The similarity seems to stem from the two companies having designed CPU before entering the GPU world. They already had silicon-proven IPs for SIMD (ARM NEON, Intel SSE). It looks like they reused them their GPU. It is also worth noting that both ARM and Intel GPU are designed to run on battery power: smartphones for ARM, laptops for Intel. Saving power also implies saving on memory bandwidth as described in [1] ("Rule of thumb: 100mW / GB/s" according to [2], corresponding presentation at [3]), making unified memory more appealing.

Quote from "ARM Mali Compute Architecture Fundamentals" [ARM]:

Finally, Midgard is a Fine-Grain Multi-Threaded (FGMT) architecture, such that each core runs its threads in a round-robin fashion, on every cycle switching to the next ready-to-execute thread. What's interesting, each thread has its individual program counter (unlike warp-based designs, where threads in a warp share the same program counter).

The reference to warp-based design, is a reference to NVidia's architecture. An OpenCL's work-group is a CUDA's warp.

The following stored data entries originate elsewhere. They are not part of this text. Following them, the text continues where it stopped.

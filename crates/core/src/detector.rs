//! Script detection over whole documents.
//!
//! A scan first applies the configured substitutions to the document and
//! persists the result, then flags every line whose text (outside of
//! parenthesised spans) contains Kana or Han characters.

use std::fmt;
use std::path::{Path, PathBuf};

use once_cell::sync::Lazy;
use regex::Regex;
use scriptproof_search::{ReplacementMap, SubstitutionEngine};
use tracing::{debug, info, warn};

use crate::document::Document;
use crate::error::ProofError;
use crate::log_reader::write_lines;

static PARENTHETICAL: Lazy<Regex> =
    Lazy::new(|| Regex::new(r"\(.*?\)").expect("parenthetical pattern is valid"));

/// Character blocks the detector flags.
#[derive(Debug, Clone, Copy, PartialEq, Eq, PartialOrd, Ord, Hash)]
pub enum Script {
    /// Hiragana (U+3040–U+309F) and Katakana (U+30A0–U+30FF).
    Kana,
    /// CJK Unified Ideographs (U+4E00–U+9FFF).
    Han,
}

impl Script {
    pub fn of(ch: char) -> Option<Script> {
        match ch {
            '\u{3040}'..='\u{309F}' | '\u{30A0}'..='\u{30FF}' => Some(Script::Kana),
            '\u{4E00}'..='\u{9FFF}' => Some(Script::Han),
            _ => None,
        }
    }

    pub fn name(self) -> &'static str {
        match self {
            Script::Kana => "kana",
            Script::Han => "han",
        }
    }
}

impl fmt::Display for Script {
    fn fmt(&self, f: &mut fmt::Formatter<'_>) -> fmt::Result {
        f.write_str(self.name())
    }
}

/// A flagged line as it appears in the findings log.
#[derive(Debug, Clone, PartialEq, Eq)]
pub struct Finding {
    /// 1-based position within the findings log; pairing follows this order.
    pub ordinal: usize,
    /// 1-based line number in the scanned document.
    pub line_number: usize,
    /// Line text, trimmed, exactly as written to the log.
    pub text: String,
    pub scripts: Vec<Script>,
}

/// Outcome of a scan.
#[derive(Debug, Clone)]
pub struct ScanReport {
    pub findings: Vec<Finding>,
    pub findings_log: PathBuf,
    /// Configured substitution rules whose pattern occurred in the document.
    pub substitutions_fired: usize,
    pub document_rewritten: bool,
}

impl ScanReport {
    pub fn found_any(&self) -> bool {
        !self.findings.is_empty()
    }

    pub fn finding_texts(&self) -> Vec<String> {
        self.findings.iter().map(|f| f.text.clone()).collect()
    }
}

/// Removes every `(...)` span, shortest match first, without nesting.
pub fn strip_parentheticals(line: &str) -> std::borrow::Cow<'_, str> {
    PARENTHETICAL.replace_all(line, "")
}

/// Returns the scripts present in `line` outside of parenthesised spans.
pub fn detect_scripts(line: &str) -> Vec<Script> {
    let check_view = strip_parentheticals(line);
    let mut scripts: Vec<Script> = check_view.chars().filter_map(Script::of).collect();
    scripts.sort_unstable();
    scripts.dedup();
    scripts
}

/// Flags lines of `text` in document order.
pub fn detect_findings(text: &str) -> Vec<Finding> {
    let mut findings = Vec::new();
    for (idx, line) in text.split('\n').enumerate() {
        let scripts = detect_scripts(line);
        if scripts.is_empty() {
            continue;
        }
        findings.push(Finding {
            ordinal: findings.len() + 1,
            line_number: idx + 1,
            text: line.trim().to_string(),
            scripts,
        });
    }
    findings
}

/// Applies configured substitutions, each replacement followed by a single space.
///
/// Returns the rewritten text and how many rules matched. Empty patterns are
/// skipped.
pub fn apply_configured_substitutions(text: &str, substitutions: &ReplacementMap) -> (String, usize) {
    let mut current = text.to_string();
    let mut fired = 0usize;
    for rule in substitutions {
        if rule.pattern.is_empty() {
            warn!(replacement = %rule.replacement, "skipping configured substitution with an empty pattern");
            continue;
        }
        let engine = SubstitutionEngine::new(&current);
        if !engine.contains(&rule.pattern) {
            continue;
        }
        let padded = format!("{} ", rule.replacement);
        let replaced = match engine.replace_all(&rule.pattern, &padded) {
            Ok(outcome) => outcome,
            Err(err) => {
                warn!(pattern = %rule.pattern, error = %err, "configured substitution rejected");
                continue;
            }
        };
        debug!(
            pattern = %rule.pattern,
            occurrences = replaced.replacements,
            "applied configured substitution"
        );
        fired += 1;
        current = replaced.replaced_text;
    }
    (current, fired)
}

/// Runs the detector over `document_path` and overwrites `findings_log`.
pub fn scan(
    document_path: impl AsRef<Path>,
    substitutions: &ReplacementMap,
    findings_log: impl AsRef<Path>,
) -> Result<ScanReport, ProofError> {
    let document_path = document_path.as_ref();
    let findings_log = findings_log.as_ref();
    info!(document = %document_path.display(), "starting language check");

    let mut document =
        Document::open(document_path).map_err(|err| ProofError::read(document_path, err))?;

    let (rewritten, substitutions_fired) =
        apply_configured_substitutions(document.text(), substitutions);
    let document_rewritten = rewritten != document.text();
    if document_rewritten {
        document.replace_text(rewritten);
        document
            .save()
            .map_err(|err| ProofError::write(document_path, err))?;
        info!(
            rules = substitutions_fired,
            "document content has been modified with configured substitutions"
        );
    }

    let findings = detect_findings(document.text());
    write_lines(findings_log, findings.iter().map(|finding| finding.text.as_str()))?;

    if findings.is_empty() {
        info!("no Japanese or Chinese characters were found in the document");
    } else {
        info!(
            findings = findings.len(),
            log = %findings_log.display(),
            "language check finished"
        );
    }

    Ok(ScanReport {
        findings,
        findings_log: findings_log.to_path_buf(),
        substitutions_fired,
        document_rewritten,
    })
}
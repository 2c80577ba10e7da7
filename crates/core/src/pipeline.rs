//! In-process orchestration of the three proofing stages.
//!
//! Stages run strictly in sequence and every stage reads and rewrites its
//! files from scratch; the first failing stage stops the run.

use std::path::{Path, PathBuf};

use scriptproof_search::ReplacementMap;
use tracing::info;

use crate::apply::{apply, ApplyReport};
use crate::detector::{scan, ScanReport};
use crate::error::ProofError;
use crate::log_reader::{try_read_lines, write_lines};
use crate::pairing::{build_map, MismatchPolicy};

/// Supplies corrected text for a list of findings, one correction per finding.
pub trait Corrector {
    fn correct(&mut self, findings: &[String]) -> Result<Vec<String>, ProofError>;
}

impl<F> Corrector for F
where
    F: FnMut(&[String]) -> Result<Vec<String>, ProofError>,
{
    fn correct(&mut self, findings: &[String]) -> Result<Vec<String>, ProofError> {
        self(findings)
    }
}

/// Corrector backed by a corrected log edited outside of the tool.
#[derive(Debug, Clone)]
pub struct CorrectedLogFile {
    path: PathBuf,
}

impl CorrectedLogFile {
    pub fn new(path: impl Into<PathBuf>) -> Self {
        Self { path: path.into() }
    }
}

impl Corrector for CorrectedLogFile {
    fn correct(&mut self, _findings: &[String]) -> Result<Vec<String>, ProofError> {
        let lines = try_read_lines(&self.path)?;
        if lines.is_empty() {
            return Err(ProofError::EmptyLog {
                path: self.path.clone(),
            });
        }
        Ok(lines)
    }
}

/// Where the pipeline keeps its logs and how it pairs them.
#[derive(Debug, Clone)]
pub struct PipelineOptions {
    pub findings_log: PathBuf,
    pub corrected_log: PathBuf,
    pub mismatch: MismatchPolicy,
}

impl Default for PipelineOptions {
    fn default() -> Self {
        Self {
            findings_log: PathBuf::from("language_check.log"),
            corrected_log: PathBuf::from("language_proof_translated.log"),
            mismatch: MismatchPolicy::Truncate,
        }
    }
}

/// Summary of a full pipeline run.
#[derive(Debug, Clone)]
pub struct PipelineReport {
    pub scan: ScanReport,
    pub corrections: usize,
    /// `None` when the scan found nothing to correct.
    pub apply: Option<ApplyReport>,
}

#[derive(Debug, Clone)]
pub struct ProofingPipeline {
    options: PipelineOptions,
    substitutions: ReplacementMap,
}

impl ProofingPipeline {
    pub fn new(options: PipelineOptions, substitutions: ReplacementMap) -> Self {
        Self {
            options,
            substitutions,
        }
    }

    pub fn options(&self) -> &PipelineOptions {
        &self.options
    }

    pub fn substitutions(&self) -> &ReplacementMap {
        &self.substitutions
    }

    /// Stage 1: applies configured substitutions and writes the findings log.
    pub fn scan(&self, document: impl AsRef<Path>) -> Result<ScanReport, ProofError> {
        scan(document, &self.substitutions, &self.options.findings_log)
    }

    /// Stage 2: asks `corrector` for corrections and writes the corrected log.
    ///
    /// Blank corrections are rejected because the log reader would drop them
    /// and shift every later pair.
    pub fn record_corrections(
        &self,
        findings: &[String],
        corrector: &mut dyn Corrector,
    ) -> Result<Vec<String>, ProofError> {
        let corrections: Vec<String> = corrector
            .correct(findings)?
            .into_iter()
            .map(|line| line.trim().to_string())
            .collect();
        if let Some(position) = corrections.iter().position(|line| line.is_empty()) {
            return Err(ProofError::EmptyCorrection {
                ordinal: position + 1,
            });
        }
        write_lines(&self.options.corrected_log, &corrections)?;
        info!(
            corrections = corrections.len(),
            log = %self.options.corrected_log.display(),
            "corrected log saved"
        );
        Ok(corrections)
    }

    /// Stage 3: pairs the two logs and applies the result to `document`.
    pub fn apply_corrections(&self, document: impl AsRef<Path>) -> Result<ApplyReport, ProofError> {
        let map = build_map(
            &self.options.findings_log,
            &self.options.corrected_log,
            self.options.mismatch,
        )?;
        apply(document, &map)
    }

    /// Runs scan, correction and substitution back to back.
    pub fn run(
        &self,
        document: impl AsRef<Path>,
        corrector: &mut dyn Corrector,
    ) -> Result<PipelineReport, ProofError> {
        let document = document.as_ref();
        let scan = self.scan(document)?;
        if !scan.found_any() {
            return Ok(PipelineReport {
                scan,
                corrections: 0,
                apply: None,
            });
        }

        let corrections = self.record_corrections(&scan.finding_texts(), corrector)?;
        let apply = self.apply_corrections(document)?;
        Ok(PipelineReport {
            scan,
            corrections: corrections.len(),
            apply: Some(apply),
        })
    }
}
//! Proofing pipeline: script detection, correction pairing and literal
//! substitution over whole text documents.

pub mod apply;
pub mod detector;
pub mod document;
pub mod error;
pub mod log_reader;
pub mod pairing;
pub mod pipeline;

pub use apply::{apply, ApplyReport};
pub use detector::{
    apply_configured_substitutions, detect_findings, detect_scripts, scan, strip_parentheticals,
    Finding, ScanReport, Script,
};
pub use document::{write_atomic, Document, DocumentError, LineEnding, TextFormat};
pub use error::ProofError;
pub use log_reader::{read_lines, split_log_lines, try_read_lines, write_lines};
pub use pairing::{build_map, pair_lines, MismatchPolicy};
pub use pipeline::{
    CorrectedLogFile, Corrector, PipelineOptions, PipelineReport, ProofingPipeline,
};
pub use scriptproof_search::{ReplacementMap, ReplacementRule, RuleOutcome};
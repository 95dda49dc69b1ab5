//! # Borg Keypairs
//!
//! Every borg owns one Ed25519 keypair. This module defines the value type
//! that moves between the registrar, the reconstructor and whatever signs
//! transfers on the borg's behalf.
//!
//! ## Storage layout
//!
//! The keystore persists three strings per borg:
//!
//! | field         | content                               | length   |
//! |---------------|---------------------------------------|----------|
//! | `private_key` | hex(seed ‖ public_key)                | 128 hex  |
//! | `public_key`  | hex(public_key)                       | 64 hex   |
//! | `address`     | SS58(public_key, prefix 42)           | 48 chars |
//!
//! The 64-byte private key is the expanded Ed25519 form: the 32-byte seed
//! followed by the public key it produces. Carrying the public half lets us
//! detect a private key that was spliced together from two different borgs.
//!
//! ## Security considerations
//!
//! - `Debug` never prints secret material.
//! - There is no `Serialize` impl. Writing a private key somewhere is done
//!   through [`BorgKeypair::private_key_hex`] on purpose.
//! - Key bytes are never logged.

use ed25519_dalek::{Signature, Signer, SigningKey, Verifier, VerifyingKey};
use rand::rngs::OsRng;
use std::fmt;
use thiserror::Error;

use super::ss58::{self, Ss58Error};
use crate::config::{PRIVATE_KEY_LENGTH, PUBLIC_KEY_LENGTH, SEED_LENGTH};

/// Errors that can occur while building a keypair from raw material.
///
/// Deliberately vague about the bytes involved.
#[derive(Debug, Error)]
pub enum KeyError {
    #[error("embedded public key does not match the seed")]
    EmbeddedPublicKeyMismatch,

    #[error("address encoding failed: {0}")]
    Address(#[from] Ss58Error),
}

/// A borg's keypair: private key, public key and derived address.
///
/// A plain value type. The signing key is rebuilt on demand from the seed
/// half of `private_key`, so the struct holds exactly the three values the
/// keystore persists.
///
/// # Examples
///
/// ```
/// use borglife_core::crypto::keys::BorgKeypair;
///
/// let kp = BorgKeypair::from_seed(&[7u8; 32], 42).unwrap();
/// assert_eq!(kp.address().len(), 48);
/// let sig = kp.sign(b"transfer 1 WND");
/// assert!(kp.verify(b"transfer 1 WND", &sig));
/// ```
#[derive(Clone)]
pub struct BorgKeypair {
    private_key: [u8; PRIVATE_KEY_LENGTH],
    public_key: [u8; PUBLIC_KEY_LENGTH],
    address: String,
}

impl BorgKeypair {
    /// Construct a keypair deterministically from a 32-byte seed.
    pub fn from_seed(seed: &[u8; SEED_LENGTH], ss58_prefix: u16) -> Result<Self, KeyError> {
        Self::from_signing_key(&SigningKey::from_bytes(seed), ss58_prefix)
    }

    /// Generate a keypair from the OS RNG. Only useful for tests and
    /// throwaway accounts; borgs derive theirs from a DNA hash.
    pub fn generate(ss58_prefix: u16) -> Result<Self, KeyError> {
        Self::from_signing_key(&SigningKey::generate(&mut OsRng), ss58_prefix)
    }

    /// Rebuild a keypair from the 64-byte expanded private key.
    ///
    /// The public half is recomputed from the seed half and must equal the
    /// embedded copy.
    pub fn from_private_key(
        bytes: &[u8; PRIVATE_KEY_LENGTH],
        ss58_prefix: u16,
    ) -> Result<Self, KeyError> {
        let signing_key = SigningKey::from_keypair_bytes(bytes)
            .map_err(|_| KeyError::EmbeddedPublicKeyMismatch)?;
        Self::from_signing_key(&signing_key, ss58_prefix)
    }

    fn from_signing_key(signing_key: &SigningKey, ss58_prefix: u16) -> Result<Self, KeyError> {
        let public_key = signing_key.verifying_key().to_bytes();
        let address = ss58::encode(&public_key, ss58_prefix)?;
        Ok(Self {
            private_key: signing_key.to_keypair_bytes(),
            public_key,
            address,
        })
    }

    /// The 64-byte expanded private key (seed ‖ public key).
    ///
    /// **Handle with care.** Whoever holds these bytes controls the borg's
    /// funds.
    pub fn private_key(&self) -> &[u8; PRIVATE_KEY_LENGTH] {
        &self.private_key
    }

    /// Raw 32-byte public key.
    pub fn public_key(&self) -> &[u8; PUBLIC_KEY_LENGTH] {
        &self.public_key
    }

    /// SS58 address derived from the public key.
    pub fn address(&self) -> &str {
        &self.address
    }

    /// Hex-encoded private key, 128 characters. This is the stored form.
    pub fn private_key_hex(&self) -> String {
        hex::encode(self.private_key)
    }

    /// Hex-encoded public key, 64 characters.
    pub fn public_key_hex(&self) -> String {
        hex::encode(self.public_key)
    }

    /// The ed25519-dalek signing key, rebuilt from the seed half.
    pub fn signing_key(&self) -> SigningKey {
        let mut seed = [0u8; SEED_LENGTH];
        seed.copy_from_slice(&self.private_key[..SEED_LENGTH]);
        SigningKey::from_bytes(&seed)
    }

    /// Sign a message. Ed25519 signatures are deterministic.
    pub fn sign(&self, message: &[u8]) -> [u8; 64] {
        self.signing_key().sign(message).to_bytes()
    }

    /// Verify a signature against this keypair's public key.
    pub fn verify(&self, message: &[u8], signature: &[u8; 64]) -> bool {
        let Ok(verifying_key) = VerifyingKey::from_bytes(&self.public_key) else {
            return false;
        };
        verifying_key
            .verify(message, &Signature::from_bytes(signature))
            .is_ok()
    }
}

impl PartialEq for BorgKeypair {
    /// Identity is the public key. Secret bytes are not compared.
    fn eq(&self, other: &Self) -> bool {
        self.public_key == other.public_key && self.address == other.address
    }
}

impl Eq for BorgKeypair {}

impl fmt::Debug for BorgKeypair {
    fn fmt(&self, f: &mut fmt::Formatter<'_>) -> fmt::Result {
        write!(f, "BorgKeypair(address={})", self.address)
    }
}

/// Parse a fixed-length hex string into a byte array.
///
/// Length is checked before decoding so oversized input is never allocated.
pub(crate) fn decode_hex_array<const N: usize>(s: &str) -> Result<[u8; N], String> {
    if s.len() != N * 2 {
        return Err(format!("expected {} hex characters, got {}", N * 2, s.len()));
    }
    let bytes = hex::decode(s).map_err(|e| e.to_string())?;
    let mut out = [0u8; N];
    out.copy_from_slice(&bytes);
    Ok(out)
}
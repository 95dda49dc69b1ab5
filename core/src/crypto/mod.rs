//! # Cryptographic Primitives
//!
//! Everything key-shaped in the keystore flows through here: Ed25519
//! keypairs, SS58 addresses, and the two hash families Substrate needs.
//!
//! We don't roll our own. Ed25519 comes from `ed25519-dalek`, hashing from
//! the RustCrypto `sha2`/`blake2` crates, base58 from `bs58`. This module
//! only fixes the byte layouts the keystore persists.

pub mod hash;
pub mod keys;
pub mod ss58;

pub use hash::{blake2b_256, sha256};
pub use keys::{BorgKeypair, KeyError};
pub use ss58::Ss58Error;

NVidia and AMD are friendlier to lockstep threads

Unlike ARM and Intel, NVidia and ATI designed GPU before CPU. They give priority to raw computational power, with large ALUs. Power requirements can be large since the GPU is made to run in a desktop computer. Impressive memory bandwidth are achieved, with latest generation making use of on-chip HBM ("High Bandwidth Memory").

AMD nCU (compute-unit) design in Vega [AMD].

All Roads Lead to Rome

Probably to improve game performances of its GPU, Intel in increasing the size of its ALU and decrease the number of compute-units in the latest Iris GPU.

On the opposite side, NVidia adds more warp schedulers and each scheduler is able to issue multiple instruction at once, potentialy improving thread performances in general-purpose computing.